この試験は、塗膜が酸性環境に長時間さらされた際の変色・腐食・剥離の有無を確認するための基本的な評価方法として、多くの工業製品で採用されています。
耐酸性試験とは、試験片を希硫酸などの酸溶液に浸漬し、酸による腐食・変色・剥離などの劣化がどの程度発生するかを確認する試験です。酸は金属と反応しやすく、塗膜が不十分な場合は極めて短時間で腐食が進行します。
このため、耐酸性試験は、塗膜の防食性能を確認するうえで欠かせない評価項目のひとつとされています。焼付塗装をはじめ、化学プラント設備や屋外構造物など、酸性環境にさらされる可能性のある製品で特に重要です。

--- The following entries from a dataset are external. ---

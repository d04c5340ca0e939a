use crate::codec::{
    CodecError, Decodable, Encodable, PduHeader, decode_cstring, decode_u8, encode_cstring,
    encode_u8,
};
use crate::macros::builder_setters;
use crate::datatypes::interface_version::InterfaceVersion;
use crate::datatypes::numeric_plan_indicator::NumericPlanIndicator;
use crate::datatypes::tlv::Tlv;
use crate::datatypes::{
    AddressRange, CommandId, CommandStatus, Password, SystemId, SystemType, TypeOfNumber,
};
use bytes::{Buf, BytesMut};
use std::io::Cursor;

/// BindTransmitter is used to bind a transmitter ESME to the SMSC.
#[derive(Clone, Debug, PartialEq)]
pub struct BindTransmitter {
    // pub command_length: u32,
    // pub command_id: CommandId::BindTransmitter,
    pub command_status: CommandStatus,
    pub sequence_number: u32,

    // Body
    /// 5.2.1 system_id: This is the identification of the ESME requesting to
    ///       bind as a transmitter with the SMSC. It is a fixed length
    ///       alphanumeric field of up to 16 characters. The value may be left
    ///       justified, with trailing blanks (i.e. "abc " is valid). The
    ///       system_id may be used as a destination address for Mobile
    ///       Terminated messages originated by this ESME. The system_id may
    ///       also be used as an originating address for Mobile Originated
    ///        messages sent to this ESME.
    pub system_id: SystemId,

    /// 5.2.2 password: This is the password for authentication. It is a fixed
    ///       length string of 9 characters. If fewer than 9 characters are
    ///       supplied, it must be null padded. If no password is required by
    ///       the SMSC, a NULL (i.e. zero) password should be supplied.
    pub password: Option<Password>,

    /// 5.2.3 system_type: This is used to categorize the type of ESME that is
    ///       binding to the SMSC. Examples include "VMS" (voice mail system)
    ///       and "OTA" (over-the-air activation system). (See section 5.2.7
    ///       for a list of suggested values.) The system_type is specified as
    ///       a fixed length alphanumeric field of up to 13 characters.
    pub system_type: SystemType,

    /// 5.2.4 interface_version: Interface version level supported by the SMSC.
    pub interface_version: InterfaceVersion,

    /// 5.2.5 addr_ton: Type of Number format of the ESME address(es) served
    ///       via this SMPP.
    pub addr_ton: TypeOfNumber,

    /// 5.2.6 addr_npi: Numbering Plan Indicator of the ESME address(es) served
    ///       via this SMPP.
    pub addr_npi: NumericPlanIndicator,

    /// 5.2.7 address_range: This is used to specify a range of SME addresses
    ///       serviced by the ESME. A single address may also be specified.
    pub address_range: AddressRange,
}

#[derive(Debug, thiserror::Error)]
pub enum BindTransmitterValidationError {
    #[error("Fixed array fields are always valid - this error should not occur")]
    FixedArrayError,
}

impl BindTransmitter {
    /// Validates the BindTransmitter PDU according to SMPP v3.4 specification
    /// Fixed array fields are always valid by construction
    pub fn validate(&self) -> Result<(), BindTransmitterValidationError> {
        // Fixed-size arrays guarantee field length constraints are met
        Ok(())
    }

    /// Creates a builder for constructing BindTransmitter PDUs with validation
    pub fn builder() -> BindTransmitterBuilder {
        BindTransmitterBuilder::new()
    }
}

/// Builder for creating BindTransmitter PDUs with validation and sensible defaults
pub struct BindTransmitterBuilder {
    command_status: CommandStatus,
    sequence_number: u32,
    system_id: SystemId,
    password: Option<Password>,
    system_type: SystemType,
    interface_version: InterfaceVersion,
    addr_ton: TypeOfNumber,
    addr_npi: NumericPlanIndicator,
    address_range: AddressRange,
}

impl Default for BindTransmitterBuilder {
    fn default() -> Self {
        Self::new()
    }
}

impl BindTransmitterBuilder {
    pub fn new() -> Self {
        Self {
            command_status: CommandStatus::Ok,
            sequence_number: 1,
            system_id: SystemId::default(),
            password: None,
            system_type: SystemType::default(),
            interface_version: InterfaceVersion::SmppV34,
            addr_ton: TypeOfNumber::Unknown,
            addr_npi: NumericPlanIndicator::Unknown,
            address_range: AddressRange::default(),
        }
    }

    // Generate builder setters using macro
    builder_setters! {
        sequence_number: u32,
        interface_version: InterfaceVersion,
        addr_ton: TypeOfNumber,
        addr_npi: NumericPlanIndicator
    }

    // Custom setters that need string conversion
    pub fn system_id(mut self, system_id: &str) -> Self {
        self.system_id = SystemId::from(system_id);
        self
    }

    pub fn password(mut self, password: &str) -> Self {
        self.password = Some(Password::from(password));
        self
    }

    pub fn system_type(mut self, system_type: &str) -> Self {
        self.system_type = SystemType::from(system_type);
        self
    }

    pub fn address_range(mut self, range: &str) -> Self {
        self.address_range = AddressRange::from(range);
        self
    }

    /// Build the BindTransmitter, performing validation
    pub fn build(self) -> Result<BindTransmitter, BindTransmitterValidationError> {
        let bind_transmitter = BindTransmitter {
            command_status: self.command_status,
            sequence_number: self.sequence_number,
            system_id: self.system_id,
            password: self.password,
            system_type: self.system_type,
            interface_version: self.interface_version,
            addr_ton: self.addr_ton,
            addr_npi: self.addr_npi,
            address_range: self.address_range,
        };

        // Validate before returning
        bind_transmitter.validate()?;
        Ok(bind_transmitter)
    }
}

#[derive(Clone, Debug, PartialEq)]
pub struct BindTransmitterResponse {
    // pub command_length: u32,
    // pub command_id: CommandId,
    pub command_status: CommandStatus,
    pub sequence_number: u32,
    // body
    pub system_id: SystemId,
    pub sc_interface_version: Option<Tlv>,
}


impl Encodable for BindTransmitterResponse {
    fn encode(&self, buf: &mut BytesMut) -> Result<(), CodecError> {
        // Encode PDU header
        let header = PduHeader {
            command_length: 0, // Will be set by the caller
            command_id: CommandId::BindTransmitterResp,
            command_status: self.command_status,
            sequence_number: self.sequence_number,
        };
        header.encode(buf)?;

        // Encode body - system_id as fixed-length null-terminated string
        encode_cstring(buf, self.system_id.as_str().unwrap_or(""), 16);

        // Encode optional TLV parameters
        if let Some(ref tlv) = self.sc_interface_version {
            tlv.encode(buf)?;
        }

        Ok(())
    }

    fn encoded_size(&self) -> usize {
        let mut size = PduHeader::SIZE + 16; // header + fixed system_id field
        if let Some(ref tlv) = self.sc_interface_version {
            size += tlv.encoded_size();
        }
        size
    }
}

impl Decodable for BindTransmitterResponse {
    fn command_id() -> CommandId {
        CommandId::BindTransmitterResp
    }

    fn decode(header: PduHeader, buf: &mut Cursor<&[u8]>) -> Result<Self, CodecError> {
        Self::validate_header(&header)?;

        let system_id_str = decode_cstring(buf, 16, "system_id")?;
        let system_id =
            SystemId::from_parsed_string(system_id_str).map_err(|e| CodecError::FieldValidation {
                field: "system_id",
                reason: e.to_string(),
            })?;

        let sc_interface_version = if buf.has_remaining() {
            Some(Tlv::decode(buf)?)
        } else {
            None
        };

        Ok(BindTransmitterResponse {
            command_status: header.command_status,
            sequence_number: header.sequence_number,
            system_id,
            sc_interface_version,
        })
    }
}

// New codec trait implementations

impl Decodable for BindTransmitter {
    fn command_id() -> CommandId {
        CommandId::BindTransmitter
    }

    fn decode(header: PduHeader, buf: &mut Cursor<&[u8]>) -> Result<Self, CodecError> {
        // Validate header
        Self::validate_header(&header)?;

        // Parse mandatory fields (following SMPP v3.4 Section 4.1.1)
        let system_id_str = decode_cstring(buf, 16, "system_id")?;
        let password_str = decode_cstring(buf, 9, "password")?;
        let system_type_str = decode_cstring(buf, 13, "system_type")?;
        let interface_version = InterfaceVersion::try_from(decode_u8(buf)?).map_err(|_| {
            CodecError::FieldValidation {
                field: "interface_version",
                reason: "Invalid interface version".to_string(),
            }
        })?;
        let addr_ton =
            TypeOfNumber::try_from(decode_u8(buf)?).map_err(|_| CodecError::FieldValidation {
                field: "addr_ton",
                reason: "Invalid type of number".to_string(),
            })?;
        let addr_npi = NumericPlanIndicator::try_from(decode_u8(buf)?).map_err(|_| {
            CodecError::FieldValidation {
                field: "addr_npi",
                reason: "Invalid numbering plan indicator".to_string(),
            }
        })?;
        let address_range_str = decode_cstring(buf, 41, "address_range")?;

        // Convert to domain types
        let system_id = SystemId::from_parsed_string(system_id_str).map_err(|e| {
            CodecError::FieldValidation {
                field: "system_id",
                reason: e.to_string(),
            }
        })?;

        let password = if password_str.is_empty() {
            None
        } else {
            Some(Password::from_parsed_string(password_str).map_err(|e| {
                CodecError::FieldValidation {
                    field: "password",
                    reason: e.to_string(),
                }
            })?)
        };

        let system_type = SystemType::from_parsed_string(system_type_str).map_err(|e| {
            CodecError::FieldValidation {
                field: "system_type",
                reason: e.to_string(),
            }
        })?;

        let address_range = AddressRange::from_parsed_string(address_range_str).map_err(|e| {
            CodecError::FieldValidation {
                field: "address_range",
                reason: e.to_string(),
            }
        })?;

        Ok(BindTransmitter {
            command_status: header.command_status,
            sequence_number: header.sequence_number,
            system_id,
            password,
            system_type,
            interface_version,
            addr_ton,
            addr_npi,
            address_range,
        })
    }
}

耐酸性試験の目的は、塗膜が酸にどれだけ耐えられるかを評価し、酸性環境で使用される製品の防食性能を確認することにあります。酸性雨・薬液・化学反応など、酸性因子が塗膜に加わると、腐食や変色が急速に進行する場合があります。
特に確認される劣化現象は以下のとおりです。
酸が塗膜内部に浸入することで色調が変化したり、斑点状のしみが発生する場合があります。
金属下地の場合、酸の作用によって急速に腐食が進み、白錆・赤錆が発生することがあります。
塗膜が酸に対して不十分な耐性しか持っていない場合、下地との密着力が低下し、膨れ・剥離の原因となります。
これらの現象を総合的に評価することで、製品が酸性環境でどの程度耐久性を発揮するかを判断できます。

耐酸性試験は比較的シンプルな手順で行うことができ、再現性の高い試験方法として広く利用されています。ここでは代表的な試験の流れを紹介します。
密閉容器に硫酸 50g/Lの溶液を作り、ウォーターバスなどで温度を30℃に保ちます。酸性度や温度は規定に従って管理します。
試験片を酸溶液の中に完全に浸漬します。容器は密閉し、外部の温度変化や蒸発の影響を受けないようにします。
浸漬した状態で24時間保持します。酸による化学反応が進むことで、塗膜の耐酸性を短期間で評価できます。
24時間後、試験片を取り出して水洗・乾燥させ、以下の項目を確認します。
塗膜種類によって評価基準は異なりますが、一般的には明らかな変化がなければ合格とします。
耐酸性試験は、酸性環境で使用される可能性がある工業製品にとって欠かせない評価試験のひとつです。酸による変色・腐食・剥離などの劣化を短期間で再現でき、塗膜の防食性能を確認するうえで非常に有効です。
特に、化学プラント設備、電池関連部品、屋外構造物など、酸性環境にさらされやすい製品では、耐酸性試験の結果が信頼性確保の重要な指標となります。塗装会社に依頼する際は、耐酸性試験に対応しているか、どの酸濃度・条件で評価可能かを確認しておくと安心です。